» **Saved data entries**

//! Event search tool

use std::sync::Arc;

use async_trait::async_trait;
use serde_json::json;

use super::{SEARCH_EVENTS, backend_failure, days_arg, event_json, local_now, status, str_arg};
use crate::calendar::CalendarBackend;
use crate::datetime::DateTimeResolver;
use crate::error::Result;
use crate::tool::{Tool, ToolContext, ToolResult};

const DEFAULT_DAYS_AHEAD: u32 = 14;

pub struct SearchEventsTool {
    calendar: Arc<dyn CalendarBackend>,
    resolver: DateTimeResolver,
}

impl SearchEventsTool {
    pub fn new(calendar: Arc<dyn CalendarBackend>, resolver: DateTimeResolver) -> Self {
        Self { calendar, resolver }
    }
}

#[async_trait]
impl Tool for SearchEventsTool {
    fn name(&self) -> &str {
        SEARCH_EVENTS
    }

    fn description(&self) -> &str {
        "Find upcoming events whose title or description contains the query. \
         Use this to get an event_id before updating or deleting an event."
    }

    fn parameters_schema(&self) -> serde_json::Value {
        json!({
            "type": "object",
            "properties": {
                "query": {
                    "type": "string",
                    "description": "Text to look for, e.g. \"drop off\""
                },
                "days_ahead": {
                    "type": "integer",
                    "minimum": 1,
                    "maximum": 365,
                    "description": "How many days ahead to search (default 14)"
                }
            },
            "required": ["query"]
        })
    }

    async fn execute(&self, arguments: serde_json::Value, ctx: &ToolContext) -> Result<ToolResult> {
        let query = match str_arg(&arguments, "query") {
            Some(q) => q,
            None => return Ok(ToolResult::error("Missing 'query' argument")),
        };
        let days_ahead = days_arg(&arguments, DEFAULT_DAYS_AHEAD);

        let events = self
            .calendar
            .search_events(query, local_now(&self.resolver, ctx), days_ahead)
            .await
            .map_err(|e| backend_failure(SEARCH_EVENTS, e))?;

        Ok(ToolResult::json(json!({
            "status": status::OK,
            "query": query,
            "count": events.len(),
            "events": events.iter().map(event_json).collect::<Vec<_>>(),
        })))
    }
}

» **Your objective**
Only the last part of the entries above is needed: please copy the line with "impl Tool for" and each line after it exactly.

» **Written solution**
impl Tool for SearchEventsTool {
    fn name(&self) -> &str {
        SEARCH_EVENTS
    }

    fn description(&self) -> &str {
        "Find upcoming events whose title or description contains the query. \
         Use this to get an event_id before updating or deleting an event."
    }

    fn parameters_schema(&self) -> serde_json::Value {
        json!({
            "type": "object",
            "properties": {
                "query": {
                    "type": "string",
                    "description": "Text to look for, e.g. \"drop off\""
                },
                "days_ahead": {
                    "type": "integer",
                    "minimum": 1,
                    "maximum": 365,
                    "description": "How many days ahead to search (default 14)"
                }
            },
            "required": ["query"]
        })
    }

    async fn execute(&self, arguments: serde_json::Value, ctx: &ToolContext) -> Result<ToolResult> {
        let query = match str_arg(&arguments, "query") {
            Some(q) => q,
            None => return Ok(ToolResult::error("Missing 'query' argument")),
        };
        let days_ahead = days_arg(&arguments, DEFAULT_DAYS_AHEAD);

        let events = self
            .calendar
            .search_events(query, local_now(&self.resolver, ctx), days_ahead)
            .await
            .map_err(|e| backend_failure(SEARCH_EVENTS, e))?;

        Ok(ToolResult::json(json!({
            "status": status::OK,
            "query": query,
            "count": events.len(),
            "events": events.iter().map(event_json).collect::<Vec<_>>(),
        })))
    }
}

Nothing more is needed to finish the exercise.